TASK ITEM
Scan the data for "Result" and copy the lines it appears in.

INFORMATION GIVEN
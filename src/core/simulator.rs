use super::error::{GlidepathError, Result};
use super::factors::ReturnFactorTable;
use super::selector::{AllocationSelector, remaining_horizon};
use super::types::{
    AllocationPath, MONTHS_PER_YEAR, MonthIndex, PathFailure, PathRecord, SeedPolicy,
};

/// Walks one path forward year by year.
#[derive(Debug, Clone, Copy)]
pub struct PathSimulator<'a> {
    table: &'a ReturnFactorTable,
    selector: AllocationSelector<'a>,
    seed_policy: SeedPolicy,
}

impl<'a> PathSimulator<'a> {
    pub fn new(
        table: &'a ReturnFactorTable,
        selector: AllocationSelector<'a>,
        seed_policy: SeedPolicy,
    ) -> Self {
        Self {
            table,
            selector,
            seed_policy,
        }
    }

    /// Month whose one-year factor is applied in `year` (>= 2), or `None`
    /// past the last representable month.
    pub fn month_for_year(start_month: MonthIndex, year: u32) -> Option<MonthIndex> {
        let offset = year.checked_sub(2)?.checked_mul(MONTHS_PER_YEAR)?;
        start_month.checked_add(offset)
    }

    fn seed_value(&self, horizon: u32) -> Result<f64> {
        match self.seed_policy {
            SeedPolicy::Unit => Ok(1.0),
            SeedPolicy::LowestCost => self
                .selector
                .plan()
                .entry(horizon)
                .and_then(|e| e.lowest_cost_value)
                .ok_or(GlidepathError::UnresolvedAllocation {
                    horizon,
                    equity_weight: None,
                }),
        }
    }

    /// Produces a path of exactly `horizon` records, or the failure that
    /// stopped it along with the last year that was completed.
    pub fn simulate(
        &self,
        start_month: MonthIndex,
        horizon: u32,
    ) -> std::result::Result<AllocationPath, PathFailure> {
        let fail = |truncated_at_year: Option<u32>, error: GlidepathError| PathFailure {
            start_month,
            horizon,
            truncated_at_year,
            error,
        };
        if horizon == 0 {
            return Err(fail(
                None,
                GlidepathError::InvalidConfig("horizon must be at least 1".to_string()),
            ));
        }

        let seed = self.seed_value(horizon).map_err(|e| fail(None, e))?;
        let max_years = self.table.len() / MONTHS_PER_YEAR as usize + 2;
        let mut records = Vec::with_capacity((horizon as usize).min(max_years));
        records.push(PathRecord {
            year: 1,
            bucket: None,
            factor: 1.0,
            value: seed,
        });
        if horizon == 1 {
            return Ok(AllocationPath {
                start_month,
                horizon,
                records,
            });
        }

        let mut bucket = self
            .selector
            .initial(horizon)
            .map_err(|e| fail(Some(1), e))?;
        let mut value = seed;
        for year in 2..=horizon {
            if year >= 3 {
                bucket = self
                    .selector
                    .next(bucket, value, remaining_horizon(horizon, year));
            }
            let looked_up = match Self::month_for_year(start_month, year) {
                Some(month) => self.table.factor(month, bucket, start_month, year),
                None => Err(self.table.out_of_range(start_month, year, MonthIndex::MAX)),
            };
            let factor = looked_up.map_err(|e| fail(Some(year - 1), e))?;
            value *= factor;
            records.push(PathRecord {
                year,
                bucket: Some(bucket),
                factor,
                value,
            });
        }

        Ok(AllocationPath {
            start_month,
            horizon,
            records,
        })
    }
}

#[cfg(test)]
mod tests {
    use super::*;
    use crate::core::matrix::{CostMatrix, GlidePlan};
    use crate::core::types::{Bucket, BucketSet};
    use proptest::collection::vec;
    use proptest::prelude::{prop_assert, prop_assert_eq, proptest};

    const EPS: f64 = 1e-12;

    fn table(labels: &[&str], rows: Vec<Vec<f64>>) -> ReturnFactorTable {
        let buckets = BucketSet::from_labels(labels).expect("labels");
        ReturnFactorTable::new(buckets, 0, rows).expect("table")
    }

    fn unit_simulator<'a>(
        t: &'a ReturnFactorTable,
        m: &'a CostMatrix,
        plan: &'a GlidePlan,
    ) -> PathSimulator<'a> {
        let selector = AllocationSelector::new(m, plan, 1);
        PathSimulator::new(t, selector, SeedPolicy::Unit)
    }

    fn b(pct: u8) -> Bucket {
        Bucket::new(pct).expect("bucket")
    }

    #[test]
    fn two_bucket_horizon_two_applies_initial_factor() {
        let t = table(&["LBM 10E", "LBM 100F"], vec![vec![1.05, 1.0]; 12]);
        let m = CostMatrix::build(&t, 2).expect("matrix");
        let plan = GlidePlan::from_matrix(&m, true);
        let sim = unit_simulator(&t, &m, &plan);

        let path = sim.simulate(0, 2).expect("path");
        assert_eq!(path.records.len(), 2);
        assert_eq!(
            path.records[0],
            PathRecord {
                year: 1,
                bucket: None,
                factor: 1.0,
                value: 1.0,
            }
        );
        assert_eq!(path.records[1].bucket, Some(b(10)));
        assert_eq!(path.records[1].factor, 1.05);
        assert!((path.records[1].value - 1.05).abs() < EPS);
    }

    #[test]
    fn horizon_one_is_just_the_seed() {
        let t = table(&["LBM 100E"], vec![vec![2.0]]);
        let m = CostMatrix::build(&t, 1).expect("matrix");
        let plan = GlidePlan::from_matrix(&m, true);
        let sim = unit_simulator(&t, &m, &plan);
        let path = sim.simulate(0, 1).expect("path");
        assert_eq!(path.records.len(), 1);
        assert_eq!(path.terminal_value(), 1.0);
    }

    #[test]
    fn out_of_range_month_fails_with_truncation_year() {
        let t = table(&["LBM 100E", "LBM 100F"], vec![vec![1.1, 1.0]; 24]);
        let m = CostMatrix::build(&t, 3).expect("matrix");
        let plan = GlidePlan::from_matrix(&m, true);
        let sim = unit_simulator(&t, &m, &plan);

        // last valid start for horizon 3 is month 11
        assert!(sim.simulate(11, 3).is_ok());
        let failure = sim.simulate(23, 3).expect_err("month 35 missing");
        assert_eq!(failure.start_month, 23);
        assert_eq!(failure.horizon, 3);
        assert_eq!(failure.truncated_at_year, Some(2));
        let GlidepathError::OutOfRange { month, year, .. } = failure.error else {
            panic!("expected out-of-range, got {:?}", failure.error);
        };
        assert_eq!((month, year), (35, 3));
    }

    #[test]
    fn month_for_year_stops_at_the_last_representable_month() {
        assert_eq!(PathSimulator::month_for_year(10, 2), Some(10));
        assert_eq!(PathSimulator::month_for_year(10, 3), Some(22));
        assert_eq!(PathSimulator::month_for_year(u32::MAX - 5, 3), None);
        assert_eq!(PathSimulator::month_for_year(0, u32::MAX), None);
        assert_eq!(PathSimulator::month_for_year(0, 1), None);
    }

    #[test]
    fn paths_near_the_top_of_the_month_range_fail_instead_of_wrapping() {
        let buckets = BucketSet::from_labels(&["LBM 100E", "LBM 100F"]).expect("labels");
        let first = u32::MAX - 29;
        let t = ReturnFactorTable::new(buckets, first, vec![vec![1.1, 1.0]; 30]).expect("table");
        assert_eq!(t.last_month(), u32::MAX);
        let m = CostMatrix::build(&t, 4).expect("matrix");
        let plan = GlidePlan::from_matrix(&m, true);
        let sim = unit_simulator(&t, &m, &plan);

        assert!(sim.simulate(first, 4).is_ok());
        let failure = sim
            .simulate(u32::MAX - 5, 4)
            .expect_err("year 3 month overflows");
        assert_eq!(failure.truncated_at_year, Some(2));
        let GlidepathError::OutOfRange { year, .. } = failure.error else {
            panic!("expected out-of-range, got {:?}", failure.error);
        };
        assert_eq!(year, 3);
    }

    #[test]
    fn de_risks_once_value_covers_a_safer_bucket() {
        // Equity booms in the first year of every window; fixed income is flat.
        // From a seed of 1.0 a single good year already covers the cost of
        // holding fixed income for the rest of the path.
        let mut rows = Vec::new();
        for month in 0..36 {
            let equity = if month < 12 { 1.5 } else { 1.2 };
            rows.push(vec![equity, 1.0]);
        }
        let t = table(&["LBM 100E", "LBM 100F"], rows);
        let m = CostMatrix::build(&t, 4).expect("matrix");
        let plan = GlidePlan::from_matrix(&m, true);
        assert_eq!(plan.entry(4).unwrap().bucket, Some(Bucket::ALL_EQUITY));

        let sim = unit_simulator(&t, &m, &plan);
        let path = sim.simulate(0, 4).expect("path");
        let buckets: Vec<_> = path.records.iter().map(|r| r.bucket).collect();
        assert_eq!(
            buckets,
            vec![
                None,
                Some(Bucket::ALL_EQUITY),
                Some(Bucket::FIXED_INCOME),
                Some(Bucket::FIXED_INCOME),
            ]
        );
        assert!((path.terminal_value() - 1.5).abs() < EPS);
    }

    #[test]
    fn lowest_cost_seed_uses_plan_value() {
        let t = table(&["LBM 10E", "LBM 100F"], vec![vec![1.05, 1.0]; 12]);
        let m = CostMatrix::build(&t, 2).expect("matrix");
        let plan = GlidePlan::from_matrix(&m, true);
        let sim = PathSimulator::new(
            &t,
            AllocationSelector::new(&m, &plan, 1),
            SeedPolicy::LowestCost,
        );
        let path = sim.simulate(3, 2).expect("path");
        let seed = plan.entry(2).unwrap().lowest_cost_value.unwrap();
        assert_eq!(path.records[0].value, seed);
        assert!((path.terminal_value() - seed * 1.05).abs() < EPS);
    }

    #[test]
    fn unresolved_initial_allocation_fails_path() {
        let t = table(&["LBM 25E", "LBM 100F"], vec![vec![1.2, 0.9]; 12]);
        let m = CostMatrix::build(&t, 2).expect("matrix");
        let plan = GlidePlan::from_matrix(&m, true);
        let sim = unit_simulator(&t, &m, &plan);
        let failure = sim
            .simulate(0, 2)
            .expect_err("0.25 does not round to a bucket");
        assert_eq!(failure.error.kind(), "unresolved-allocation");
        assert_eq!(failure.truncated_at_year, Some(1));
    }

    proptest! {
        #![proptest_config(proptest::test_runner::Config::with_cases(48))]

        #[test]
        fn prop_paths_have_full_length_unit_seed_and_ratchet(
            equity in vec(0.6f64..1.6, 120),
            balanced in vec(0.8f64..1.3, 120),
            fixed in vec(0.95f64..1.08, 120),
            horizon in 1u32..9,
            start in 0u32..24
        ) {
            let rows: Vec<Vec<f64>> = (0..120)
                .map(|i| vec![equity[i], balanced[i], fixed[i]])
                .collect();
            let t = table(&["LBM 100E", "LBM 50E", "LBM 100F"], rows);
            let m = CostMatrix::build(&t, 9).expect("matrix");
            let plan = GlidePlan::from_matrix(&m, true);
            let sim = unit_simulator(&t, &m, &plan);

            let path = sim.simulate(start, horizon).expect("start + 12 * 7 < 120");
            prop_assert_eq!(path.records.len(), horizon as usize);
            prop_assert_eq!(path.records[0].value, 1.0);

            for pair in path.records.windows(2) {
                let (prev, cur) = (&pair[0], &pair[1]);
                prop_assert_eq!(cur.value, prev.value * cur.factor);
                if cur.year > 2 {
                    prop_assert!(cur.bucket <= prev.bucket);
                }
            }
        }
    }
}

YOUR RESPONSE
use super::error::{GlidepathError, Result};
    fn seed_value(&self, horizon: u32) -> Result<f64> {
    ) -> std::result::Result<AllocationPath, PathFailure> {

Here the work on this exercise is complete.